— DESCRIPTION OF THE TASK —
Find and copy the lines in the records beneath this task that contain the word "active".

Extracted records
=== Begin Enclosure ===

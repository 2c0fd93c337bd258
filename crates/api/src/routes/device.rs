//! Route definitions for device management.

use axum::routing::{get, post};
use axum::Router;

use crate::handlers::device;
use crate::state::AppState;

/// Device routes.
///
/// ```text
/// POST   /register         -> register
/// GET    /active           -> list_active
/// GET    /all              -> list_all
/// GET    /{device_id}      -> get
/// PUT    /{device_id}      -> update
/// DELETE /{device_id}      -> deactivate
/// ```
pub fn router() -> Router<AppState> {
    Router::new()
        .route("/register", post(device::register))
        .route("/active", get(device::list_active))
        .route("/all", get(device::list_all))
        .route(
            "/{device_id}",
            get(device::get).put(device::update).delete(device::deactivate),
        )
}
//! Argon2id hashing of device API keys.
//!
//! Keys are stored as PHC strings, so the salt and parameters travel with
//! the hash.

use argon2::password_hash::rand_core::OsRng;
use argon2::password_hash::{PasswordHash, PasswordHasher, PasswordVerifier, SaltString};
use argon2::Argon2;

/// Hash an API key with a random salt.
pub fn hash_api_key(api_key: &str) -> Result<String, argon2::password_hash::Error> {
    let salt = SaltString::generate(&mut OsRng);
    let hash = Argon2::default().hash_password(api_key.as_bytes(), &salt)?;
    Ok(hash.to_string())
}

/// Check an API key against a stored hash. A mismatch is `Ok(false)`.
pub fn verify_api_key(api_key: &str, hash: &str) -> Result<bool, argon2::password_hash::Error> {
    let parsed_hash = PasswordHash::new(hash)?;
    match Argon2::default().verify_password(api_key.as_bytes(), &parsed_hash) {
        Ok(()) => Ok(true),
        Err(argon2::password_hash::Error::Password) => Ok(false),
        Err(e) => Err(e),
    }
}

#[cfg(test)]
mod tests {
    use super::*;

    #[test]
    fn hash_and_verify() {
        let hash = hash_api_key("k3y").unwrap();
        assert!(hash.starts_with("$argon2id$"));
        assert!(verify_api_key("k3y", &hash).unwrap());
        assert!(!verify_api_key("other", &hash).unwrap());
    }

    #[test]
    fn same_key_hashes_differently() {
        assert_ne!(hash_api_key("k3y").unwrap(), hash_api_key("k3y").unwrap());
    }

    #[test]
    fn malformed_hash_is_an_error() {
        assert!(verify_api_key("k3y", "not-a-phc-string").is_err());
    }
}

=== End Enclosure ===

— EXERCISE ANSWER —
/// GET    /active           -> list_active
        .route("/active", get(device::list_active))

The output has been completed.